Ciro (Cyrus), also written Il Ciro, is a 1653 Italian drama per musica (opera) in a prologue and three acts with music by Francesco Provenzale and a libretto by Giulio Cesare Sorrentino. The story concerns the Persian king Cyrus the Great. The opera was probably first performed during Carnival of that year at the Teatro San Bartolomeo in Naples, in a production by Giovan Battista Balbi (fl 1636–1657).

The opera was performed again in a revised version at the Teatro San Giovanni e San Paolo in Venice, beginning on 30 January 1654 or 4 February 1654. The libretto credits Sorrentino as the librettist, Francesco Cavalli with revising and adding music and Balbi for the scenery, machines, and dances. Balbi also signed the libretto's introduction.
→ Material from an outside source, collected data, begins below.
//! Local model handles.
//!
//! [`LocalModel`] is the narrow capability the host model layer exposes to the
//! bridge: identify the model and accept synthesized fields. [`BridgedModel`]
//! is a ready-made implementation built through [`BridgedModelBuilder`].

use std::collections::BTreeSet;
use std::fmt;
use std::sync::Arc;

use ormbridge_proto::RelationKind;
use parking_lot::RwLock;
use serde::Serialize;

use crate::catalog::LocalFieldSpec;

/// Shared handle to a local model.
pub type ModelHandle = Arc<dyn LocalModel>;

/// A local model that can receive synthesized fields.
///
/// `attach_field` and `add_reverse_link` are called with no bridge lock held,
/// so they may query the bridge.
pub trait LocalModel: Send + Sync {
    /// Local model name.
    fn name(&self) -> &str;

    /// Remote model identifier, or `None` if the model is not bridged.
    fn remote_model(&self) -> Option<&str>;

    /// Field names to request from the remote server. Empty means all fields.
    fn declared_fields(&self) -> BTreeSet<String>;

    /// Attach a field under `name`, replacing any field of the same name.
    fn attach_field(&self, name: &str, spec: LocalFieldSpec);

    /// Record that a relational field on another model points at this one.
    fn add_reverse_link(&self, link: ReverseLink);
}

/// A relational field on another model that targets this model.
#[derive(Debug, Clone, PartialEq, Eq, Serialize)]
pub struct ReverseLink {
    /// Remote identifier of the model declaring the field.
    pub from_model: String,
    /// Name of the declaring field.
    pub field: String,
    /// Relation kind of the declaring field.
    pub kind: RelationKind,
}

/// A field attached to a [`BridgedModel`].
#[derive(Debug, Clone, PartialEq, Eq, Serialize)]
pub struct AttachedField {
    /// Field name.
    pub name: String,
    /// Field specification.
    pub spec: LocalFieldSpec,
}

/// A local model opted into schema synthesis.
pub struct BridgedModel {
    name: String,
    remote_model: String,
    declared_fields: BTreeSet<String>,
    fields: RwLock<Vec<AttachedField>>,
    reverse_links: RwLock<Vec<ReverseLink>>,
}

impl BridgedModel {
    /// Start building a model bound to `remote_model`.
    pub fn builder(name: impl Into<String>, remote_model: impl Into<String>) -> BridgedModelBuilder {
        BridgedModelBuilder {
            name: name.into(),
            remote_model: remote_model.into(),
            declared_fields: BTreeSet::new(),
        }
    }

    /// Remote model identifier.
    pub fn remote_id(&self) -> &str {
        &self.remote_model
    }

    /// Snapshot of the attached fields, in attachment order.
    pub fn fields(&self) -> Vec<AttachedField> {
        self.fields.read().clone()
    }

    /// Get an attached field by name.
    pub fn field(&self, name: &str) -> Option<LocalFieldSpec> {
        self.fields
            .read()
            .iter()
            .find(|f| f.name == name)
            .map(|f| f.spec.clone())
    }

    /// Check if a field is attached.
    pub fn has_field(&self, name: &str) -> bool {
        self.fields.read().iter().any(|f| f.name == name)
    }

    /// Number of attached fields.
    pub fn field_count(&self) -> usize {
        self.fields.read().len()
    }

    /// Snapshot of reverse links pointing at this model.
    pub fn reverse_links(&self) -> Vec<ReverseLink> {
        self.reverse_links.read().clone()
    }
}

impl LocalModel for BridgedModel {
    fn name(&self) -> &str {
        &self.name
    }

    fn remote_model(&self) -> Option<&str> {
        Some(&self.remote_model)
    }

    fn declared_fields(&self) -> BTreeSet<String> {
        self.declared_fields.clone()
    }

    fn attach_field(&self, name: &str, spec: LocalFieldSpec) {
        let mut fields = self.fields.write();
        match fields.iter_mut().find(|f| f.name == name) {
            Some(existing) => existing.spec = spec,
            None => fields.push(AttachedField {
                name: name.to_string(),
                spec,
            }),
        }
    }

    fn add_reverse_link(&self, link: ReverseLink) {
        let mut links = self.reverse_links.write();
        if !links.contains(&link) {
            links.push(link);
        }
    }
}

impl fmt::Debug for BridgedModel {
    fn fmt(&self, f: &mut fmt::Formatter<'_>) -> fmt::Result {
        f.debug_struct("BridgedModel")
            .field("name", &self.name)
            .field("remote_model", &self.remote_model)
            .field("fields", &self.fields.read().len())
            .field("reverse_links", &self.reverse_links.read().len())
            .finish()
    }
}

/// Builder for [`BridgedModel`].
#[derive(Debug, Clone)]
pub struct BridgedModelBuilder {
    name: String,
    remote_model: String,
    declared_fields: BTreeSet<String>,
}

impl BridgedModelBuilder {
    /// Request a single remote field.
    pub fn field(mut self, name: impl Into<String>) -> Self {
        self.declared_fields.insert(name.into());
        self
    }

    /// Request several remote fields.
    pub fn fields<I, S>(mut self, names: I) -> Self
    where
        I: IntoIterator<Item = S>,
        S: Into<String>,
    {
        self.declared_fields.extend(names.into_iter().map(Into::into));
        self
    }

    /// Finish the model.
    pub fn build(self) -> Arc<BridgedModel> {
        Arc::new(BridgedModel {
            name: self.name,
            remote_model: self.remote_model,
            declared_fields: self.declared_fields,
            fields: RwLock::new(Vec::new()),
            reverse_links: RwLock::new(Vec::new()),
        })
    }
}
The Venetian poet who, with Sorrentino's permission, revised the text to make it more suitable for presentation in that city is not named, but may have been Aurelio Aureli or Balbi. The opera was revived again in 1665 in Venice with additional music by Andrea Mattioli. Manuscript scores of the 1654 and 1665 versions survive.

The new prologue of the 1654 version in Venice included spectacular scenic effects and must have been regarded as successful, since it was used for other works by Cavalli, including Erismena in 1655 and a revival of Giasone in 1666. In modern times, René Jacobs used it for his 1985 recording of Cavalli's Xerse (for which the music of the original prologue has not been found).